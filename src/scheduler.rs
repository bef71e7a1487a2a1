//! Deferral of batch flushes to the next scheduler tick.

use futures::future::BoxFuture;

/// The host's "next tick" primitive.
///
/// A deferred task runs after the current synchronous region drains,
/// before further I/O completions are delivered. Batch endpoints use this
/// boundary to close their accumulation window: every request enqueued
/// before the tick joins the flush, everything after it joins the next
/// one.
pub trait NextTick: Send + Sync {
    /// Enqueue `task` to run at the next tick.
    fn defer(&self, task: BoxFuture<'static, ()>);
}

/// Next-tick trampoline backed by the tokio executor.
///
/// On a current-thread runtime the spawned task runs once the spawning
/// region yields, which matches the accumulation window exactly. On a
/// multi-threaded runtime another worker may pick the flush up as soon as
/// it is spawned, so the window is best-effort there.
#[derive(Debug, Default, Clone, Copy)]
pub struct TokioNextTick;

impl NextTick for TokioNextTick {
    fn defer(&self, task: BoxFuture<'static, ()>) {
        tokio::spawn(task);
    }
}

# # #

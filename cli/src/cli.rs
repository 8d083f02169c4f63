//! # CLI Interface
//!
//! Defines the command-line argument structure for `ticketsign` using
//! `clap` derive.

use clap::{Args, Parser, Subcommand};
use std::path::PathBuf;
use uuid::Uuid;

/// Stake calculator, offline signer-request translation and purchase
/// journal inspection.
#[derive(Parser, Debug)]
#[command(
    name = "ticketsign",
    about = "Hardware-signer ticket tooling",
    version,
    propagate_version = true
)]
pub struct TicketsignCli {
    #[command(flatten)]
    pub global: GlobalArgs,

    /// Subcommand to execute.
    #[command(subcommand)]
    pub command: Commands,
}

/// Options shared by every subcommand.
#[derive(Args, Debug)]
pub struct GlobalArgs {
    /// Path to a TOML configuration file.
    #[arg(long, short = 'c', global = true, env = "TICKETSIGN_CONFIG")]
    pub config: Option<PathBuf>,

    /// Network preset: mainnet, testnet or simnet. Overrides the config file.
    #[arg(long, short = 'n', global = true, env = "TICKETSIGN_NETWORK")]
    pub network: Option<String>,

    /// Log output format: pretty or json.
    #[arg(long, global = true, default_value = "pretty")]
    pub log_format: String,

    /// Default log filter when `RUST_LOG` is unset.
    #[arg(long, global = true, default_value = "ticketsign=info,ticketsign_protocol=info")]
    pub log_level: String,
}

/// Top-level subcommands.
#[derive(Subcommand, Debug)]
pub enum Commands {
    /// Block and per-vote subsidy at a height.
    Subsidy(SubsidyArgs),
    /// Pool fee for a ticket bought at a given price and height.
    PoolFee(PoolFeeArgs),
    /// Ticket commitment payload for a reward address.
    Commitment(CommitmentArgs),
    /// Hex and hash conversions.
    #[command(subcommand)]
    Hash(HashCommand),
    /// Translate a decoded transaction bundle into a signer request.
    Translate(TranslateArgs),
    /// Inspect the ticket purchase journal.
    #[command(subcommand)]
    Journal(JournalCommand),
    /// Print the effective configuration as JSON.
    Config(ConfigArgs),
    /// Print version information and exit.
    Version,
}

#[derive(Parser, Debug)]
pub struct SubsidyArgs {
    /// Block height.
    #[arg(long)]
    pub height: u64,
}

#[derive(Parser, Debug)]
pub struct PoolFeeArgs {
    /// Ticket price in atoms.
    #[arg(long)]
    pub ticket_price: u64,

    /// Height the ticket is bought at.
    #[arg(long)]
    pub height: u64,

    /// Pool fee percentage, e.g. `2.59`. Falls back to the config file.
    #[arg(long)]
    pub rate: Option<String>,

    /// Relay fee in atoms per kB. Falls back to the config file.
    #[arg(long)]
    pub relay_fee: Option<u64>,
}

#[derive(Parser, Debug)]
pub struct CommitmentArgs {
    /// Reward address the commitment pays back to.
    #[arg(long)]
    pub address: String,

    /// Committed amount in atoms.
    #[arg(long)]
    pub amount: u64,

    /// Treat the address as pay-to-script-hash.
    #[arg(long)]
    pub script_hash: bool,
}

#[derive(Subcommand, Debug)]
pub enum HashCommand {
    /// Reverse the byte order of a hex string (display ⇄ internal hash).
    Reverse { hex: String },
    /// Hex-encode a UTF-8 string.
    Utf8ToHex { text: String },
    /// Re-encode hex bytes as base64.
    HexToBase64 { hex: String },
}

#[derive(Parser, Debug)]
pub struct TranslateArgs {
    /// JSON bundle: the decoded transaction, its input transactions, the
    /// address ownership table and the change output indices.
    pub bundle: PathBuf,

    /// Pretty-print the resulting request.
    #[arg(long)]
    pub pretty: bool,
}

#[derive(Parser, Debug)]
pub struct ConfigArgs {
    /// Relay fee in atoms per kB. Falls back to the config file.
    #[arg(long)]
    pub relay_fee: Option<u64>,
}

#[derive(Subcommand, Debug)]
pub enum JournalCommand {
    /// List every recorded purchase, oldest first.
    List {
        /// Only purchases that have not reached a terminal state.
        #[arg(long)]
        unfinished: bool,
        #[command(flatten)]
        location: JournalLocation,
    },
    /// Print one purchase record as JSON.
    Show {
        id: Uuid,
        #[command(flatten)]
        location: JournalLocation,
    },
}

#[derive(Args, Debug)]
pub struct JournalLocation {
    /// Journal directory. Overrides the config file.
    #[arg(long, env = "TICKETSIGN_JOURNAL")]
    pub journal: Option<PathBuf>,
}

# # #

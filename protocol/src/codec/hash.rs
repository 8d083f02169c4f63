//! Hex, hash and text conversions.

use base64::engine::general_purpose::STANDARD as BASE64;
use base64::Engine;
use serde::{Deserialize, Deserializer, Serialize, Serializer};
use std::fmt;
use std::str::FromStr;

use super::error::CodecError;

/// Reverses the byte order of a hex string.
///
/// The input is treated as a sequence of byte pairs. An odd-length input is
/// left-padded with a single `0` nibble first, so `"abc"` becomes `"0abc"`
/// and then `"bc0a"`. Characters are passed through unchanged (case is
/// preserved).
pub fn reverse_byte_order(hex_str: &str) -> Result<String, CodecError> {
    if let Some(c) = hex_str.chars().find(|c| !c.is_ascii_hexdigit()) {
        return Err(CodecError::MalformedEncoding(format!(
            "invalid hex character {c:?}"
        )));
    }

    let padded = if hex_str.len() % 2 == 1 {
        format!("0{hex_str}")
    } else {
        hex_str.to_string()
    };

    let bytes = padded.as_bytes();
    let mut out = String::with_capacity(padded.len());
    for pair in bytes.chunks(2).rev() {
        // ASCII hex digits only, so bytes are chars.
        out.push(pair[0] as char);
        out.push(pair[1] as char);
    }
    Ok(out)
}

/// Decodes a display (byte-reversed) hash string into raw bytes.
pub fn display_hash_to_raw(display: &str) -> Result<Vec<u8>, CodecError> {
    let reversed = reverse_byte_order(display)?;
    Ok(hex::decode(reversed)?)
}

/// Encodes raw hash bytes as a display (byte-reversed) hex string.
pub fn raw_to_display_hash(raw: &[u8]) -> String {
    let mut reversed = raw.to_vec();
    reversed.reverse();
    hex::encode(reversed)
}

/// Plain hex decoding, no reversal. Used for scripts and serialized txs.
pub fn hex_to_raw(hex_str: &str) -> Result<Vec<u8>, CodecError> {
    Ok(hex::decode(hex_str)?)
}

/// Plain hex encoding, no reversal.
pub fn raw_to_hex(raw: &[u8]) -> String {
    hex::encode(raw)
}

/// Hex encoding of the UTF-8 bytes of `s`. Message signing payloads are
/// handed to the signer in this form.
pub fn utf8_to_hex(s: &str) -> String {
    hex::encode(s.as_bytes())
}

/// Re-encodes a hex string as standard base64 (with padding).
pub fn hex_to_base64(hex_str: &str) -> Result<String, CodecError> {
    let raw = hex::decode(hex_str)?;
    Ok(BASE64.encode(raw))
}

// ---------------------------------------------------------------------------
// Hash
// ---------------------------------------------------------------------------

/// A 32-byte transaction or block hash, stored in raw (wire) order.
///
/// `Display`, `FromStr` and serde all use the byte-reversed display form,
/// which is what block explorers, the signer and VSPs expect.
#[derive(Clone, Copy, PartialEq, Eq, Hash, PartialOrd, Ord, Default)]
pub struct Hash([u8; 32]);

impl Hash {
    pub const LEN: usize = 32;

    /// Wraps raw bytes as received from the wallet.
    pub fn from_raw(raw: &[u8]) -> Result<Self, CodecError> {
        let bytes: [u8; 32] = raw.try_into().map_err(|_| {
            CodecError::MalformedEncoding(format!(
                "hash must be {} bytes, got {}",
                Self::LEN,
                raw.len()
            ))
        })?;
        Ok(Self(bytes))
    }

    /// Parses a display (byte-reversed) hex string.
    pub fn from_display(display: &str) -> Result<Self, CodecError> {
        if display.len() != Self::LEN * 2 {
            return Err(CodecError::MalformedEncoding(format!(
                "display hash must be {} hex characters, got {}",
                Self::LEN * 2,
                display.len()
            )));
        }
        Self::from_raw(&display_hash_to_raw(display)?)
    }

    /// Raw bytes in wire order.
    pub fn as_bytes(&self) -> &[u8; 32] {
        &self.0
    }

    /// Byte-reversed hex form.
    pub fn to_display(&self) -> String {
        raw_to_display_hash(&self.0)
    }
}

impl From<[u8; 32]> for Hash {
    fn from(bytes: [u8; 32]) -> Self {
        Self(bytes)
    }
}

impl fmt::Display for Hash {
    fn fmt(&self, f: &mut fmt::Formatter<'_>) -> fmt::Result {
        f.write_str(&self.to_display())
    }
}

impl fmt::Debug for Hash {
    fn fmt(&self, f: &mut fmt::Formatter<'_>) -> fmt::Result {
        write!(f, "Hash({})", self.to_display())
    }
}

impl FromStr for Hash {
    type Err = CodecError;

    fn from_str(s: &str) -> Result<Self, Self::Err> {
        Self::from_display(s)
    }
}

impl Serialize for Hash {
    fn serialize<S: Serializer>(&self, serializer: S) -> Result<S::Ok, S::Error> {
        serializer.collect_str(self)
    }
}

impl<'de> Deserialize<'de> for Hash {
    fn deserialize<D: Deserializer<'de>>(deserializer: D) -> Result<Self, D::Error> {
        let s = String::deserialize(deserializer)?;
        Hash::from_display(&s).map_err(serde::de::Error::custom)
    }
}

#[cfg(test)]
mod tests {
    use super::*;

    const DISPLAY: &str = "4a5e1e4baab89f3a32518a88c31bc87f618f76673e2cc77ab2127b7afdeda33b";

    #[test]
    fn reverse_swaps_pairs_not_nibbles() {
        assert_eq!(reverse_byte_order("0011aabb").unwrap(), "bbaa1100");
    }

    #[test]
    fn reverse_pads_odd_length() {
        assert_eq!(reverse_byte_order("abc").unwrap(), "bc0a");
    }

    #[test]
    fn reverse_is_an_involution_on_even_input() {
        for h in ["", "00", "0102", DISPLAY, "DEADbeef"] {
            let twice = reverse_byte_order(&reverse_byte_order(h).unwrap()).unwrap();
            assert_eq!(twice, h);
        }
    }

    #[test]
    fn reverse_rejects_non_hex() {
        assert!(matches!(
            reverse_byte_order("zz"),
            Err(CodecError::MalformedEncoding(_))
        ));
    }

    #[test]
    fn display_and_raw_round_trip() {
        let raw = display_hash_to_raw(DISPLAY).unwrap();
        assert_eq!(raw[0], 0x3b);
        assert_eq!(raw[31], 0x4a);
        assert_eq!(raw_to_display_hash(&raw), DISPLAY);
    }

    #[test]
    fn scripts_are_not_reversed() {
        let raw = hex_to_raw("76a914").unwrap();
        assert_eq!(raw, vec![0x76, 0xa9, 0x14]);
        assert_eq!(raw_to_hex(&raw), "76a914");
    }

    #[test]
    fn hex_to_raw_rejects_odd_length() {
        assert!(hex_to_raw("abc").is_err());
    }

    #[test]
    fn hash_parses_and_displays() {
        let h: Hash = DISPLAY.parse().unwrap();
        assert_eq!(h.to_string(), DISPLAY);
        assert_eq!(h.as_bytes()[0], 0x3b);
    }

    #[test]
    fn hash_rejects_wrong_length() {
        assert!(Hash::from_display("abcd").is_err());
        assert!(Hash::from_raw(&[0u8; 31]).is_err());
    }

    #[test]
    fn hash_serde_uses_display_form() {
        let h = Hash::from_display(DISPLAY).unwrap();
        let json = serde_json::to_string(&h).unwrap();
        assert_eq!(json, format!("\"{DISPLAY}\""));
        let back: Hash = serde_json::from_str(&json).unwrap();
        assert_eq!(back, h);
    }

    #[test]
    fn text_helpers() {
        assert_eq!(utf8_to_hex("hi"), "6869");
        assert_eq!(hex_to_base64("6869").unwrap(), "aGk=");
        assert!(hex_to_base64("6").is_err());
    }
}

# # #

→ **What you need to do**: Your reply should be a single number: the count of lines above that include the string "Overrides".

→ **Response area**: 2